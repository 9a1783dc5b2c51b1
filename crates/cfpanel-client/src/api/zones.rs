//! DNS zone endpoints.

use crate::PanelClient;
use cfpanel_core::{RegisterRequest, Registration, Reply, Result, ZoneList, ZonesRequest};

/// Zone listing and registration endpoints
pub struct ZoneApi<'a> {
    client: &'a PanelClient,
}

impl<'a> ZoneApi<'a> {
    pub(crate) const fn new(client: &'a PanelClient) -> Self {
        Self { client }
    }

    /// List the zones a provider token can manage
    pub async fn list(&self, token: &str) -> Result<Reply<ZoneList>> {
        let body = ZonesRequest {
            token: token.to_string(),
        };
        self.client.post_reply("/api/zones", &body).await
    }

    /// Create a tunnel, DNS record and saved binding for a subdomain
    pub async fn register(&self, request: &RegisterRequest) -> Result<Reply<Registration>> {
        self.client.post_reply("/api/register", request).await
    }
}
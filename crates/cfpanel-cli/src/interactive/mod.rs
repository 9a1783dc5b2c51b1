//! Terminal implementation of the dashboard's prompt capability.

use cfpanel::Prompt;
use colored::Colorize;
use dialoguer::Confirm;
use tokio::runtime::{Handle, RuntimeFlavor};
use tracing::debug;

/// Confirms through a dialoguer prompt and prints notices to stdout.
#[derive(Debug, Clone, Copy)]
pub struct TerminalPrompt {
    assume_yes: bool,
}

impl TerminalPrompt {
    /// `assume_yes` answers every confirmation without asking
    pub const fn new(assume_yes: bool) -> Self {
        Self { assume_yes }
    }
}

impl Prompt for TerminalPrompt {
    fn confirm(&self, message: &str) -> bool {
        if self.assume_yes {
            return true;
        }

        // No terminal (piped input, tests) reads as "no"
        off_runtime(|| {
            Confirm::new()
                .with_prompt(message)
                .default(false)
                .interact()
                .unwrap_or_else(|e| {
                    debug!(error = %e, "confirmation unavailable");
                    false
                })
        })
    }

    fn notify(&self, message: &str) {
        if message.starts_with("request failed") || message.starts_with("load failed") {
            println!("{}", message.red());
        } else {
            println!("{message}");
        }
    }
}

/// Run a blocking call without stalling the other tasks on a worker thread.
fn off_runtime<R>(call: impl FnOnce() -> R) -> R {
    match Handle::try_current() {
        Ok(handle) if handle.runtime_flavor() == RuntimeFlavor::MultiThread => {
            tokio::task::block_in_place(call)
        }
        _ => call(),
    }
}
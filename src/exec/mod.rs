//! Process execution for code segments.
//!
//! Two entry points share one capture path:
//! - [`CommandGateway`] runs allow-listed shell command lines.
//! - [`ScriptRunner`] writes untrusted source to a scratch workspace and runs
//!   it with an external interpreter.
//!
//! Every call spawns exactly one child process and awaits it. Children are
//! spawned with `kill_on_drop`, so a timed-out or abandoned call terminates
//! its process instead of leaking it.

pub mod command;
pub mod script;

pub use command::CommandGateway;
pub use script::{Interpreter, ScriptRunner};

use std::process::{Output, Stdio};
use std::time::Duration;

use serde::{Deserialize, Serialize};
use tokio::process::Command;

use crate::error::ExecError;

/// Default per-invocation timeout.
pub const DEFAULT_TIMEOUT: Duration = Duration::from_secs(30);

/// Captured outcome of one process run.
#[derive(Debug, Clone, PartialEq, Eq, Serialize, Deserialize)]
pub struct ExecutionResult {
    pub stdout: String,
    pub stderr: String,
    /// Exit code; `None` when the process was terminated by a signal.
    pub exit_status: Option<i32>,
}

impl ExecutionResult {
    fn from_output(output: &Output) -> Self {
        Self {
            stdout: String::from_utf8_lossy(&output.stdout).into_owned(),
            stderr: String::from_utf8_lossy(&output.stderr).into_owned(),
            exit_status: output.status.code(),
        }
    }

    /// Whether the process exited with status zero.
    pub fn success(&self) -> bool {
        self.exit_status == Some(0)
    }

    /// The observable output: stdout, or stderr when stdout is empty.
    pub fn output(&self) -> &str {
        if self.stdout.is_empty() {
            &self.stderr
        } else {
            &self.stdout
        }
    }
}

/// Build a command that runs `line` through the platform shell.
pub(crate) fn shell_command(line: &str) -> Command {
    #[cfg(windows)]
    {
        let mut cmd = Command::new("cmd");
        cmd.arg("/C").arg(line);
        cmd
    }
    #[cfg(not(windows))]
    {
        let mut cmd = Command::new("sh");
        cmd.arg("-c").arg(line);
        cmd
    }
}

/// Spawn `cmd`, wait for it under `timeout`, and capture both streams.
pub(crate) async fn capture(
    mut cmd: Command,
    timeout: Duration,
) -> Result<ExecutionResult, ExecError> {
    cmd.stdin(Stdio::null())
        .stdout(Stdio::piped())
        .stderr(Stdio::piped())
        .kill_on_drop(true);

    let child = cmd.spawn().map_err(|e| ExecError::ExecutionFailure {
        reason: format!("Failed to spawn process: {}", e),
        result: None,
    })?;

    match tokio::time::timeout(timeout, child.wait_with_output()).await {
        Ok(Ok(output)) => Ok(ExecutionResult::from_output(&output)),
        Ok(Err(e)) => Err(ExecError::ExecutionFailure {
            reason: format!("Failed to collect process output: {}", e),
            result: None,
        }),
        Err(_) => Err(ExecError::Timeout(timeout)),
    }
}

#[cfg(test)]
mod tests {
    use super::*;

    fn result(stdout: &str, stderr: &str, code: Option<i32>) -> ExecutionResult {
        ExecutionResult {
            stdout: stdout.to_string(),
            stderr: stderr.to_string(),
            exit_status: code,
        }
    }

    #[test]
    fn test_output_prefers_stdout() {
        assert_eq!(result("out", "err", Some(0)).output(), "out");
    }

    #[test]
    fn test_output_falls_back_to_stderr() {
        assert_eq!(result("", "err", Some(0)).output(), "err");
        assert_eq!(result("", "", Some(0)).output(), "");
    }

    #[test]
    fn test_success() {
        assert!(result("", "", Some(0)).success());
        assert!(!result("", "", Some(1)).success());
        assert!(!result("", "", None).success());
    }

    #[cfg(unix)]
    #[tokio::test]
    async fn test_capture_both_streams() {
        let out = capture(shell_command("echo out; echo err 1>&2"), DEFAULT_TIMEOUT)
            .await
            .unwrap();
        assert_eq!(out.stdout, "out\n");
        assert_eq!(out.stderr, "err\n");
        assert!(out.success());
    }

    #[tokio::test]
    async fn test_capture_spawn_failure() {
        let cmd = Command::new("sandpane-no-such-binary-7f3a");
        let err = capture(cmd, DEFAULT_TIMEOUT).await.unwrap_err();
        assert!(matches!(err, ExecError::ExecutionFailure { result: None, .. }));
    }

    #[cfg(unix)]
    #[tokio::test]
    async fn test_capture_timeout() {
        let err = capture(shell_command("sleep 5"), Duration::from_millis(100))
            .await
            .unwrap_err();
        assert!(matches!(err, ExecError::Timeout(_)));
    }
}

____________________

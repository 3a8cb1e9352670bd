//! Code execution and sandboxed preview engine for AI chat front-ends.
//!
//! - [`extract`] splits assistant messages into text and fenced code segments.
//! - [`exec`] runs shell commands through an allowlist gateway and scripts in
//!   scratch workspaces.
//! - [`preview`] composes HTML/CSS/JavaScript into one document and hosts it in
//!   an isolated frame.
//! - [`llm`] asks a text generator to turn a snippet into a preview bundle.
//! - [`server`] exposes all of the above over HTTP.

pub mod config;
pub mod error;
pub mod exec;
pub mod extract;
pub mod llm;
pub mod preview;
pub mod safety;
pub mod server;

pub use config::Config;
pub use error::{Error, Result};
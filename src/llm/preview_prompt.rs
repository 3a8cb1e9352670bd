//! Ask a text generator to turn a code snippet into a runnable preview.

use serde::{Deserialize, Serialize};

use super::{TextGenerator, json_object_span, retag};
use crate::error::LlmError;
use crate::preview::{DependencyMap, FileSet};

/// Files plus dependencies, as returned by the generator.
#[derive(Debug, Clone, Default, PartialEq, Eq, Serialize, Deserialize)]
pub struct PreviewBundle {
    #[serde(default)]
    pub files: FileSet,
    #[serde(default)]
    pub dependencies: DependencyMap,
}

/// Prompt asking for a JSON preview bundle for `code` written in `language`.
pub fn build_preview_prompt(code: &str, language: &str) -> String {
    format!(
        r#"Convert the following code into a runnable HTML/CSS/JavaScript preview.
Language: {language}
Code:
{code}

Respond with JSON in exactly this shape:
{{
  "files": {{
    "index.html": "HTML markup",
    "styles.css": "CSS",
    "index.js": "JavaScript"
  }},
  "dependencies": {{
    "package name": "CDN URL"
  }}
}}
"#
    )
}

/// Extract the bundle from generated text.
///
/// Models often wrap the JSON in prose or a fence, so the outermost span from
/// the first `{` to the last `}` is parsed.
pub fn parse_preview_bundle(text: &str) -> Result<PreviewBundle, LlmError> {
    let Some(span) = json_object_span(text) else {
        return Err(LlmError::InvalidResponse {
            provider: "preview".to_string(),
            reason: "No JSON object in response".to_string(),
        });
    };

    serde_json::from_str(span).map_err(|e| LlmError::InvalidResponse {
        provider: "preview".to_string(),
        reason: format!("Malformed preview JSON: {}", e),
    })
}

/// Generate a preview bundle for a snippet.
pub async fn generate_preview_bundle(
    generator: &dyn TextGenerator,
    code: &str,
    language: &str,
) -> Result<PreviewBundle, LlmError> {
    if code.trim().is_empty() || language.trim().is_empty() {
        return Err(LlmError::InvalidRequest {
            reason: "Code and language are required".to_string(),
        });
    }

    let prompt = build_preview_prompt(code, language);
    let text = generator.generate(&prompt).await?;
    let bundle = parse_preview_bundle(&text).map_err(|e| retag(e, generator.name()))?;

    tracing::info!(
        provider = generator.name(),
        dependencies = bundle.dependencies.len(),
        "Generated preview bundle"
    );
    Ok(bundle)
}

____________________

Your answer must be the lines above from the one containing "it. Children are" to the one containing "pub struct ExecutionResult", both included, restated word for word.

(RESPONSE AREA)
//! Every call spawns exactly one child process and awaits it. Children are
//! spawned with `kill_on_drop`, so a timed-out or abandoned call terminates
//! its process instead of leaking it.

pub mod command;
pub mod script;

pub use command::CommandGateway;
pub use script::{Interpreter, ScriptRunner};

use std::process::{Output, Stdio};
use std::time::Duration;

use serde::{Deserialize, Serialize};
use tokio::process::Command;

use crate::error::ExecError;

/// Default per-invocation timeout.
pub const DEFAULT_TIMEOUT: Duration = Duration::from_secs(30);

/// Captured outcome of one process run.
#[derive(Debug, Clone, PartialEq, Eq, Serialize, Deserialize)]
pub struct ExecutionResult {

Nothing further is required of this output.